● What to do
Every entry that follows should be output again, word for word.

● Information
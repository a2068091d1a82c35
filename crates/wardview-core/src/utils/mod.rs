//! Utility functions for string formatting and manipulation.

pub mod format;

// Re-export commonly used functions at module level
pub use format::{contains_ignore_case, format_date, format_value, truncate, value_lines, NOT_SPECIFIED};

● Output for this exercise
repository a2068091d1a82c35
filename crates/wardview-core/src/utils/mod.rs
//! Utility functions for string formatting and manipulation.

pub mod format;

// Re-export commonly used functions at module level
pub use format::{contains_ignore_case, format_date, format_value, truncate, value_lines, NOT_SPECIFIED};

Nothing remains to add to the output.